Patient’s clinical examination was normal, without any signs of other developmental anomalies that could be associated with vessel abnormalities, as in the case of osteogenesis imperfecta. No headache following the patient’s symptoms or prior history of migraine were reported by the patient. Focal seizures were also included in the differential diagnosis. However, the patient’s history was negative for Jacksonian march or any positive symptoms such as paresthesia. Additionally, repeat electroencephalograms were normal.

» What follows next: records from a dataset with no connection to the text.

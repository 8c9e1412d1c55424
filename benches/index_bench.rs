use criterion::{black_box, criterion_group, criterion_main, Criterion};
use flate2::write::GzEncoder;
use flate2::Compression;
use gzseek::{deflate_start, seek_entry, DeflateIndex, Inflater};
use std::io::{Cursor, Write};

fn bench_index(c: &mut Criterion) {
    let data = b"Hello, benchmark!\n".repeat(60_000);
    let mut enc = GzEncoder::new(Vec::new(), Compression::default());
    enc.write_all(&data).unwrap();
    let gz = enc.finish().unwrap();

    c.bench_function("index_1mb_chunk1k", |b| {
        b.iter(|| {
            let mut cursor = Cursor::new(black_box(&gz));
            let start = deflate_start(&mut cursor).unwrap();
            DeflateIndex::build(&mut cursor, start, 1024).unwrap()
        })
    });

    let mut cursor = Cursor::new(&gz);
    let start = deflate_start(&mut cursor).unwrap();
    let (index, history) = DeflateIndex::build(&mut cursor, start, 1024).unwrap();
    let mid = index.len() / 2;
    c.bench_function("seek_mid_entry", |b| {
        let mut codec = Inflater::raw().unwrap();
        b.iter(|| {
            let mut cursor = Cursor::new(&gz);
            seek_entry(&mut codec, &mut cursor, &index, black_box(mid), &history).unwrap()
        })
    });
}

criterion_group!(benches, bench_index);
criterion_main!(benches);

Transient ischemic attack was considered the most probable diagnosis and complete work-up in order to identify the underlying mechanism was performed, including transthoracic and transesophageal echocardiography (revealing normal cardiac chambers’ size and further excluding right-to-left shunts), 24-h Holter rhythm monitoring, a-galactosidase levels, blood testing for autoimmune and hypercoagulable disorders; all diagnostic work-up was negative. Prolonged cardiac monitoring with implantable loop recorder was further suggested to the patient and long-term antiplatelet therapy and statins were administered as secondary stroke prevention therapy.

Discussion

Embryologically, the ICA originates from the third aortic arch connecting to the dorsal aortic root. The ECA is developed by the connection of the ventral pharyngeal artery and the stapedial artery originating from the second aortic arch. Two prevailing hypotheses have been developed to explain the congenital anomaly of the non-bifurcating carotid artery.

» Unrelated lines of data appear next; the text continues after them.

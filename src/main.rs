use clap::{Parser, Subcommand};
use gzseek::index::DEFAULT_CHUNK_SIZE;
use gzseek::{deflate_start, seek_entry, verify_reverse, DeflateIndex, EntryReader, Inflater};
use std::fs::File;
use std::io::{self, Write};
use std::path::PathBuf;

#[derive(Parser)]
#[command(name = "gzseek", version = "1.0.0", about = "Random-access indexing for gzip streams")]
struct Cli {
    #[command(subcommand)]
    command: Commands,
}

#[derive(Subcommand)]
enum Commands {
    /// Build an index over a gzip file and print a summary
    Index {
        input: PathBuf,
        /// Uncompressed bytes between index points
        #[arg(short, long, default_value_t = DEFAULT_CHUNK_SIZE)]
        chunk_size: usize,
        /// Print every entry point
        #[arg(short, long)]
        verbose: bool,
    },
    /// Build an index, then re-decode every entry point in reverse order
    Check {
        input: PathBuf,
        #[arg(short, long, default_value_t = DEFAULT_CHUNK_SIZE)]
        chunk_size: usize,
    },
    /// Decompress LENGTH bytes starting at uncompressed position OFFSET
    Cat {
        input: PathBuf,
        offset: u64,
        length: u64,
        #[arg(short, long, default_value_t = DEFAULT_CHUNK_SIZE)]
        chunk_size: usize,
    },
}

fn main() -> Result<(), Box<dyn std::error::Error>> {
    match Cli::parse().command {

        // ── Index ────────────────────────────────────────────────────────────
        Commands::Index { input, chunk_size, verbose } => {
            let mut file = File::open(&input)?;
            let start = deflate_start(&mut file)?;
            let (index, data) = DeflateIndex::build(&mut file, start, chunk_size)?;

            println!("── gzip index ───────────────────────────────────────────");
            println!("  Input            {}", input.display());
            println!("  Deflate payload  byte {start} onward");
            println!("  Uncompressed     {} B", data.len());
            println!("  Chunk size       {} B", index.chunk_size);
            println!("  Entry points     {}", index.len());

            if verbose {
                println!();
                println!("{:>6}  {:>12}  {:>12}  {:>12}  {:>7}  {:>5}",
                         "entry", "output", "head bit", "start bit", "offset", "last");
                for (k, p) in index.points.iter().enumerate() {
                    let head = p.head.map(|h| h.to_string()).unwrap_or_else(|| "-".into());
                    println!("{k:>6}  {:>12}  {head:>12}  {:>12}  {:>7}  {:>5}",
                             k as u64 * index.chunk_size as u64, p.start, p.offset, p.last);
                }
            }
        }

        // ── Check ────────────────────────────────────────────────────────────
        Commands::Check { input, chunk_size } => {
            let mut file = File::open(&input)?;
            let start = deflate_start(&mut file)?;
            let (index, data) = DeflateIndex::build(&mut file, start, chunk_size)?;
            let checked = verify_reverse(&mut file, &index, &data)?;
            println!("{checked} entry points generated and successfully tested");
        }

        // ── Cat ──────────────────────────────────────────────────────────────
        Commands::Cat { input, offset, length, chunk_size } => {
            let mut file = File::open(&input)?;
            let start = deflate_start(&mut file)?;
            let (index, data) = DeflateIndex::build(&mut file, start, chunk_size)?;
            if offset >= data.len() as u64 {
                return Err(format!(
                    "offset {offset} is past the end of the stream ({} B)",
                    data.len()
                )
                .into());
            }

            let entry = index.entry_for(offset);
            let mut codec = Inflater::raw()?;
            seek_entry(&mut codec, &mut file, &index, entry, &data)?;
            let mut reader = EntryReader::new(&mut codec, &mut file);
            let mut scratch = vec![0u8; 8192];

            // Drop the part of the chunk that precedes the requested offset.
            let mut skip = (offset - entry as u64 * index.chunk_size as u64) as usize;
            while skip > 0 {
                let n = reader.read_into(&mut scratch[..skip.min(8192)])?;
                if n == 0 {
                    break;
                }
                skip -= n;
            }

            let stdout = io::stdout();
            let mut stdout = stdout.lock();
            let mut remaining = length.min(data.len() as u64 - offset) as usize;
            while remaining > 0 {
                let n = reader.read_into(&mut scratch[..remaining.min(8192)])?;
                if n == 0 {
                    break;
                }
                stdout.write_all(&scratch[..n])?;
                remaining -= n;
            }
            stdout.flush()?;
        }
    }

    Ok(())
}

The first hypothesis refers to the agenesis of the proximal segment of the ICA due to abnormal regression of the third aortic arch [2]. In that case, the common carotid artery continues as the ECA, which provides all the cervical branches as usual and later anastomoses with the second segment of ICA that continues intracranially. Characteristic findings in this hypothesis are the existence of an acute curve at the C1-C2 level indicating the anastomosis between ECA and ICA [3], the presence of an arterial stump at the site of the expected ICA origin [4], and the absence of a carotid bulb which is most characteristic for the first segment of the ICA [5].

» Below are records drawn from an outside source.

use flate2::write::GzEncoder;
use flate2::Compression;
use gzseek::{deflate_start, verify_reverse, DeflateIndex, Error, MAX_MATCH};
use rand::Rng;
use std::fs::File;
use std::io::{Cursor, Write};
use tempfile::NamedTempFile;

fn gzip(data: &[u8], level: Compression) -> Vec<u8> {
    let mut enc = GzEncoder::new(Vec::new(), level);
    enc.write_all(data).unwrap();
    enc.finish().unwrap()
}

/// Index an in-memory gzip stream and reverse-walk every entry point.
fn index_and_check(gz: &[u8], chunk_size: usize) -> DeflateIndex {
    let mut cursor = Cursor::new(gz);
    let start = deflate_start(&mut cursor).unwrap();
    let (index, data) = DeflateIndex::build(&mut cursor, start, chunk_size).unwrap();
    let checked = verify_reverse(&mut cursor, &index, &data).unwrap();
    assert_eq!(checked, index.len());
    index
}

#[test]
fn hello_world_reverse_walk_through_a_file() {
    let data = b"Hello, world!\n".repeat(10_000);
    let gz = gzip(&data, Compression::default());

    let mut tmp = NamedTempFile::new().unwrap();
    tmp.write_all(&gz).unwrap();
    tmp.flush().unwrap();

    let mut file = File::open(tmp.path()).unwrap();
    let start = deflate_start(&mut file).unwrap();
    let (index, out) = DeflateIndex::build(&mut file, start, 1024).unwrap();

    assert_eq!(out, data);
    assert_eq!(index.len(), (data.len() - 1) / 1024 + 1);
    assert_eq!(index.points[0].head, None);
    assert_eq!(index.points[0].start, 0);
    assert_eq!(index.points[0].offset, 0);

    let checked = verify_reverse(&mut file, &index, &out).unwrap();
    assert_eq!(checked, index.len());
}

#[test]
fn stored_blocks_get_synthesized_headers() {
    // Level 0 emits stored blocks, so entries land mid-copy and must carry
    // the bytes-remaining count for header synthesis on resume.
    let data = vec![0u8; 200_000];
    let gz = gzip(&data, Compression::none());
    let index = index_and_check(&gz, 16384);
    assert!(
        index.points.iter().skip(1).any(|p| p.head.is_none() && p.offset > 0),
        "expected at least one entry inside a stored block"
    );
}

#[test]
fn long_matches_at_maximum_compression() {
    // Long runs make the encoder emit maximal matches, so chunk boundaries
    // routinely split a code and force large pre-roll offsets.
    let mut data = Vec::with_capacity(160_000);
    for i in 0..40usize {
        data.extend(std::iter::repeat(b'a' + (i % 4) as u8).take(4000));
    }
    let gz = gzip(&data, Compression::best());
    let index = index_and_check(&gz, 512);

    let mut saw_preroll = false;
    for p in &index.points {
        if p.head.is_some() {
            assert!(p.offset <= MAX_MATCH);
            saw_preroll |= p.offset > 0;
        }
    }
    assert!(saw_preroll, "expected some entry to split a code");
}

#[test]
fn truncated_stream_is_unexpected_eof() {
    let data = b"truncation must never produce a partial index".repeat(500);
    let gz = gzip(&data, Compression::default());

    // Drop the 8-byte gzip trailer plus one byte of actual deflate payload.
    let cut = &gz[..gz.len() - 9];
    let mut cursor = Cursor::new(cut);
    let start = deflate_start(&mut cursor).unwrap();
    let err = DeflateIndex::build(&mut cursor, start, 1024);
    assert!(matches!(err, Err(Error::UnexpectedEof)), "got {err:?}");
}

#[test]
fn corrupt_huffman_table_is_a_data_error() {
    // A final dynamic block whose code-length alphabet is entirely empty:
    // 0x05 = BFINAL=1, BTYPE=dynamic, then all-zero code lengths.
    let raw = [0x05u8, 0, 0, 0, 0, 0, 0, 0, 0];
    let err = DeflateIndex::build(&mut Cursor::new(&raw[..]), 0, 1024);
    assert!(matches!(err, Err(Error::Data(_))), "got {err:?}");
}

#[test]
fn reserved_block_type_is_a_data_error() {
    // BTYPE=11 is reserved.
    let raw = [0x06u8, 0, 0, 0];
    let err = DeflateIndex::build(&mut Cursor::new(&raw[..]), 0, 1024);
    assert!(matches!(err, Err(Error::Data(_))), "got {err:?}");
}

#[test]
fn chunk_larger_than_stream_yields_one_entry() {
    let data = b"small beer";
    let gz = gzip(data, Compression::default());
    let index = index_and_check(&gz, 1 << 20);
    assert_eq!(index.len(), 1);
}

#[test]
fn chunk_size_one_indexes_every_byte() {
    let data = b"dense index: every single byte is an entry".repeat(7);
    let gz = gzip(&data, Compression::default());
    let index = index_and_check(&gz, 1);
    assert_eq!(index.len(), data.len());
}

#[test]
fn entries_inside_a_single_block() {
    // Small compressible input compresses to one deflate block, so every
    // interior entry must resume via header replay within that block.
    let data = b"one block, many entry points ".repeat(140);
    let gz = gzip(&data, Compression::default());
    let index = index_and_check(&gz, 256);
    assert!(index.len() > 1);
}

#[test]
fn stream_length_an_exact_multiple_of_chunk() {
    let data: Vec<u8> = (0..8192u32).map(|i| (i % 97) as u8).collect();
    let gz = gzip(&data, Compression::default());
    let index = index_and_check(&gz, 1024);
    assert_eq!(index.len(), 8);
}

#[test]
fn empty_stream_still_indexes() {
    let gz = gzip(b"", Compression::default());
    let mut cursor = Cursor::new(&gz);
    let start = deflate_start(&mut cursor).unwrap();
    let (index, data) = DeflateIndex::build(&mut cursor, start, 1024).unwrap();
    assert_eq!(index.len(), 1);
    assert!(data.is_empty());
    assert_eq!(verify_reverse(&mut cursor, &index, &data).unwrap(), 1);
}

#[test]
fn coarse_grid_over_a_large_stream() {
    // Runs of a small alphabet: compressible enough to stay fast, varied
    // enough to exercise dynamic blocks throughout.
    let mut rng = rand::thread_rng();
    let target = 2 << 20;
    let mut data = Vec::with_capacity(target);
    while data.len() < target {
        let byte: u8 = rng.gen_range(b'a'..=b'h');
        let run = rng.gen_range(1..64);
        data.extend(std::iter::repeat(byte).take(run));
    }
    data.truncate(target);

    let gz = gzip(&data, Compression::default());
    let index = index_and_check(&gz, 65536);
    assert_eq!(index.len(), (target - 1) / 65536 + 1);
}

The second hypothesis is that the ECA fails to develop, meaning that the common carotid artery directly continues as the ICA [6]. This hypothesis is supported by the finding of a similar diameter of the common carotid trunk compared to the healthy side with the presence of a carotid bulb [7].

In our patient, the carotid bulbs were well visualized bilaterally, indicating the successful development of the ICA. Regarding the association between this developmental anomaly and the patient’s recurrent cerebrovascular events, it remains unknown whether the finding of bilateral non-bifurcating carotid arteries was incidental, or if a true pathogenetic relationship actually existed. Previous reports underscore the presence of atherosclerosis in a single, non-bifurcating carotid vessel in symptomatic cases, postulating that shear stress, tortuosity or other local factors may lead to atheromatic plaque formation [8,9,10]. Despite that no atherosclerotic lesions were present in our case, one hypothesis could be that transient flow turbulence during hemodynamic changes through the single carotid vessels or through the associated extensive intracranial anastomosing arterial network may have partially contributed in the pathogenesis of the patient’s recurrent cerebrovascular events.